### Work to be completed
Wherever the string "Parses" shows up in the records below, return that line.

### Record excerpts
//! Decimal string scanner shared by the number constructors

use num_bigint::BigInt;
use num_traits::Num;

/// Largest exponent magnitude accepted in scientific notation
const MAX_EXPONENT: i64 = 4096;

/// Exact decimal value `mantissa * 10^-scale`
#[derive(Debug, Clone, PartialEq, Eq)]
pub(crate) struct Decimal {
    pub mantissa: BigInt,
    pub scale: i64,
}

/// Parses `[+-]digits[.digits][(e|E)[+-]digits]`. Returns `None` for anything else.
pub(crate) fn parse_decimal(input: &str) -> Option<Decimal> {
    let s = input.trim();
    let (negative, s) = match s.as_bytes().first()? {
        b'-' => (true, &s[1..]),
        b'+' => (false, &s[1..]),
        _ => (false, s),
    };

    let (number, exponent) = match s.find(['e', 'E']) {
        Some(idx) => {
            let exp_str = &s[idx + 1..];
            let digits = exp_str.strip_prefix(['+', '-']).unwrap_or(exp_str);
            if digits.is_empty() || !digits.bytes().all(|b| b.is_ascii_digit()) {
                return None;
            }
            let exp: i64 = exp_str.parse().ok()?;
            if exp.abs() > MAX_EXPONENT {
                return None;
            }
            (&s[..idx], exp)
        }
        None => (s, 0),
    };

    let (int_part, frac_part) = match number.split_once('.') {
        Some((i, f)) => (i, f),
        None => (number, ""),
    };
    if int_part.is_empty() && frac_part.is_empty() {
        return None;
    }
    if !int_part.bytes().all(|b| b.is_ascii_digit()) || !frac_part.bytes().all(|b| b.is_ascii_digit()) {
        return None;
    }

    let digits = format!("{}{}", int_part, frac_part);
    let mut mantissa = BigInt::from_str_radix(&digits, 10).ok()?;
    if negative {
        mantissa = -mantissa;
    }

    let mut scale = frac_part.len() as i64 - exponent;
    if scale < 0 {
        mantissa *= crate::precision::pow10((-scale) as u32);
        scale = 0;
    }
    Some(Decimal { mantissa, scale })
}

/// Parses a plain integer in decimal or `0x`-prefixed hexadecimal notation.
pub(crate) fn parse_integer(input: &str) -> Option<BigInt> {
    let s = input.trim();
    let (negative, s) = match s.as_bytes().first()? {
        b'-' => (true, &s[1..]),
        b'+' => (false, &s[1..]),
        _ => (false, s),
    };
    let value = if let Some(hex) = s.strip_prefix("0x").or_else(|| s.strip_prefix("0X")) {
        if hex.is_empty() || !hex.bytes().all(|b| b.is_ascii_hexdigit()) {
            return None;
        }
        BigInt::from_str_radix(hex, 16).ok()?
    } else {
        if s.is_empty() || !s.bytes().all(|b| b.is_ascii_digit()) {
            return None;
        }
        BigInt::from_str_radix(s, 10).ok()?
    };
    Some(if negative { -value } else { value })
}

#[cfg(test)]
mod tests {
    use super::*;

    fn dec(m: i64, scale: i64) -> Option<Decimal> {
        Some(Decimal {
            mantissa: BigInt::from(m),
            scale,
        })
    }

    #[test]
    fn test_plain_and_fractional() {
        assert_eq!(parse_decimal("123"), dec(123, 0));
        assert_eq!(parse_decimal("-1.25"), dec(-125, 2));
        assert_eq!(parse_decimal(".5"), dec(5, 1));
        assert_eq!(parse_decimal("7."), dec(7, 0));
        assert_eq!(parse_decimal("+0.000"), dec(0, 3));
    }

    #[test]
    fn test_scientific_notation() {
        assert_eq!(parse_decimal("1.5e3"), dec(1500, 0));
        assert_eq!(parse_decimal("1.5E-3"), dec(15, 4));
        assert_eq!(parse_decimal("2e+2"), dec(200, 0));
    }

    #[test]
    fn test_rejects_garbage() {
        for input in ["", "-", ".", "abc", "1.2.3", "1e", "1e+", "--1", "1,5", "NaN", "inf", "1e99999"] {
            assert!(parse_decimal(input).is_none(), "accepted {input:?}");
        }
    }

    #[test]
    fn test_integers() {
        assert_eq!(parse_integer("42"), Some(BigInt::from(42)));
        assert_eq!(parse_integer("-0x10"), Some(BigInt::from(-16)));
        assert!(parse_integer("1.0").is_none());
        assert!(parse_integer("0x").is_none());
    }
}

==

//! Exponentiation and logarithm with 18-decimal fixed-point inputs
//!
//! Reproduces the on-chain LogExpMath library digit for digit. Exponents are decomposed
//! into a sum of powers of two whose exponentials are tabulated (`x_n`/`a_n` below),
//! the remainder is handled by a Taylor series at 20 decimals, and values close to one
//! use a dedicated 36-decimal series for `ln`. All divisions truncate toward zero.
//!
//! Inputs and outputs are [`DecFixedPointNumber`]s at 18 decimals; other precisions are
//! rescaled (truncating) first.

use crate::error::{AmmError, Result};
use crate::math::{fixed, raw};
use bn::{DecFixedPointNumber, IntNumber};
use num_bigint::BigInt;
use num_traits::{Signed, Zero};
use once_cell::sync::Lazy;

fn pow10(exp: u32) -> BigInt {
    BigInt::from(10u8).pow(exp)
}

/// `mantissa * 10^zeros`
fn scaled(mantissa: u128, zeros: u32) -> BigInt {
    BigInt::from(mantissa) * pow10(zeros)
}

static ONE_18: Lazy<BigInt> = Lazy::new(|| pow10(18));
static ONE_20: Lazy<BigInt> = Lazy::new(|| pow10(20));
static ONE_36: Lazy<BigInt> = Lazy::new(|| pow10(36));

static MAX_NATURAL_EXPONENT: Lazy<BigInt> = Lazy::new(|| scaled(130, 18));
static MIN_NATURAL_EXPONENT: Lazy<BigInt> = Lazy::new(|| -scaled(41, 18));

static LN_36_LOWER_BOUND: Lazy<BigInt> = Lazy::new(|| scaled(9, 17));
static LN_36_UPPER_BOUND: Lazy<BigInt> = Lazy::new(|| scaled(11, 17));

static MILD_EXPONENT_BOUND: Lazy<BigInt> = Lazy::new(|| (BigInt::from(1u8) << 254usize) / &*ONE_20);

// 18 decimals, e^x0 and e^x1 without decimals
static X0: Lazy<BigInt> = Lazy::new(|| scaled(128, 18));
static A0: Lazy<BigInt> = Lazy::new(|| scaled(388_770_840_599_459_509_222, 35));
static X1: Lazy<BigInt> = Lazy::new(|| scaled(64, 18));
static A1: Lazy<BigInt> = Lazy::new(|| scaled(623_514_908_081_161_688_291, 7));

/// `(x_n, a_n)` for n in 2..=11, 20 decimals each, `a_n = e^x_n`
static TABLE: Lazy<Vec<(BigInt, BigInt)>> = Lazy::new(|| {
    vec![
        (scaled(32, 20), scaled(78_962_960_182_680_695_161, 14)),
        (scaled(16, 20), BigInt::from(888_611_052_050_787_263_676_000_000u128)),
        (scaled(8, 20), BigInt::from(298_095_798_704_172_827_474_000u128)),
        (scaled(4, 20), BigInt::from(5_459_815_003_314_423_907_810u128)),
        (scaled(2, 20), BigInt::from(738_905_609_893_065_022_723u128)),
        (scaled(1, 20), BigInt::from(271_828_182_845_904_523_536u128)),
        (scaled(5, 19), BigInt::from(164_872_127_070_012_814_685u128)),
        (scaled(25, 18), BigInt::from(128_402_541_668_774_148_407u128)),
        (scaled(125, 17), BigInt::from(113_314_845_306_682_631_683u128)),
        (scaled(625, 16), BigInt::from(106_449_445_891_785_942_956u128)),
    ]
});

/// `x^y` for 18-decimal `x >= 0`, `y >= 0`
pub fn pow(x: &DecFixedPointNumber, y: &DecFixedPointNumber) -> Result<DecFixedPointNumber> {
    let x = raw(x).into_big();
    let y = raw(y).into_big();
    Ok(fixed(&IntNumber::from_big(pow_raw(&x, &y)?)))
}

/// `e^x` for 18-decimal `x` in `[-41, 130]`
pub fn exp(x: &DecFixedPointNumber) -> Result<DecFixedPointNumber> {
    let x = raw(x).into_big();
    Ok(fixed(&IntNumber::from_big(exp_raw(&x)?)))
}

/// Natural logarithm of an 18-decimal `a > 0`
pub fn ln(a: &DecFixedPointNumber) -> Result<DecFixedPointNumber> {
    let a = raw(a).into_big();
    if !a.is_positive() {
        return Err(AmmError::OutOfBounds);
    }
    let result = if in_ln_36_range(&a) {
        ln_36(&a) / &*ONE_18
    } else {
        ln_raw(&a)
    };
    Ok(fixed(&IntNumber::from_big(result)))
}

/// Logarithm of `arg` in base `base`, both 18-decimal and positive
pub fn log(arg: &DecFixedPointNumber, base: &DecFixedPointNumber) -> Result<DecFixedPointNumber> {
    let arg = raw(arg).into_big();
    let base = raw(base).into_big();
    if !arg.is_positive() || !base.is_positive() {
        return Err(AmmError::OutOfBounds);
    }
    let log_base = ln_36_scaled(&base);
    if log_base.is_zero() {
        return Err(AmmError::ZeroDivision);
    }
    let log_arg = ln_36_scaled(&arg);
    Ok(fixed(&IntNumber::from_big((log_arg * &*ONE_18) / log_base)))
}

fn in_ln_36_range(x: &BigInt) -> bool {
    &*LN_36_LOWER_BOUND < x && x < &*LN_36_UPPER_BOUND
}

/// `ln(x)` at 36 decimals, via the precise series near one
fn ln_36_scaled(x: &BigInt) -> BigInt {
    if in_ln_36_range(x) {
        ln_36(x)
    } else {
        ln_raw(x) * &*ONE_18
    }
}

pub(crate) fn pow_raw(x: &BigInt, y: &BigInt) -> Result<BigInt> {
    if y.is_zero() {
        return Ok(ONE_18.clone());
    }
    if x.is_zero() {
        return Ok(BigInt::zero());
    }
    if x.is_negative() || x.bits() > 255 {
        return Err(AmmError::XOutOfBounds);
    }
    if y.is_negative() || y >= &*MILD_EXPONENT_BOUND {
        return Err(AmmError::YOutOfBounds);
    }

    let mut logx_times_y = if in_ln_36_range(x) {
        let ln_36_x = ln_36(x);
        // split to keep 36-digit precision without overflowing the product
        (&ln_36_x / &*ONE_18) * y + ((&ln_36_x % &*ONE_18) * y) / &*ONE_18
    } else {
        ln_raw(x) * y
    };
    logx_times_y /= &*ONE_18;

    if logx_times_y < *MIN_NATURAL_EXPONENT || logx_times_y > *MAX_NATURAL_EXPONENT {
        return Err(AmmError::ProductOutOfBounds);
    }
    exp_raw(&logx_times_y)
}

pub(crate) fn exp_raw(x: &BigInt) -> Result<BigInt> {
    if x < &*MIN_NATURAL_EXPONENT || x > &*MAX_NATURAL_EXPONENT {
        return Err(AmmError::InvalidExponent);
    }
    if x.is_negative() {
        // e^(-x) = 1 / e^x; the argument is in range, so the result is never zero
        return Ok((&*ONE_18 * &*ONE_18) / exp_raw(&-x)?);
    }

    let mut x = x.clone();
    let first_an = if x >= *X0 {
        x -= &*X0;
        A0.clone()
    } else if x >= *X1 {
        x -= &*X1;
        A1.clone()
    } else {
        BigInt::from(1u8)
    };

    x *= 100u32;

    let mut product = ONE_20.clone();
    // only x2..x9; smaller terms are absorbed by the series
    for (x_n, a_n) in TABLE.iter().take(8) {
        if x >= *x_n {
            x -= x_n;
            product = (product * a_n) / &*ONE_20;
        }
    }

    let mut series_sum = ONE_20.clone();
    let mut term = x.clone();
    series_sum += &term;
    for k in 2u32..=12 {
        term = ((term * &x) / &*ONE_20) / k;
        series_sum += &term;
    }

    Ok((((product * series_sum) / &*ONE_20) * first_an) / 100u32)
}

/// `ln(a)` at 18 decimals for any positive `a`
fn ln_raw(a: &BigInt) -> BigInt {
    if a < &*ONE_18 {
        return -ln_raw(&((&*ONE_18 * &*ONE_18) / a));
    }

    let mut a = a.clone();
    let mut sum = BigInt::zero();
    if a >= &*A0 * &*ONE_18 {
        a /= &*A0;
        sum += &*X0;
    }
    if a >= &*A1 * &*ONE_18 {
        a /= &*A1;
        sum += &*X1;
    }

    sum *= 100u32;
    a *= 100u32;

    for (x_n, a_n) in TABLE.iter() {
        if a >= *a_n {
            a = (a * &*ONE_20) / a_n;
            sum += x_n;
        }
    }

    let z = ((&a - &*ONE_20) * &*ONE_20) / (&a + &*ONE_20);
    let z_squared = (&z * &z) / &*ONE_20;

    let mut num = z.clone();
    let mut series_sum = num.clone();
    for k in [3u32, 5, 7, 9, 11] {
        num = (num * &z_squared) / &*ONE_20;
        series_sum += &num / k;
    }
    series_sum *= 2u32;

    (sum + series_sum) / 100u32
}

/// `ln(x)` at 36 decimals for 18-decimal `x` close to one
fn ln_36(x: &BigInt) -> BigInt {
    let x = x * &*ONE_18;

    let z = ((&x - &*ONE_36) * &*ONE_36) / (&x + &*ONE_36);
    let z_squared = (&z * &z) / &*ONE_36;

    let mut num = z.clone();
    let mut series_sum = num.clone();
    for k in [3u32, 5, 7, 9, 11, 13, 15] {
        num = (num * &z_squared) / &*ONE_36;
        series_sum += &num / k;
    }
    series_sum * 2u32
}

### Response to this task
/// Parses `[+-]digits[.digits][(e|E)[+-]digits]`. Returns `None` for anything else.
/// Parses a plain integer in decimal or `0x`-prefixed hexadecimal notation.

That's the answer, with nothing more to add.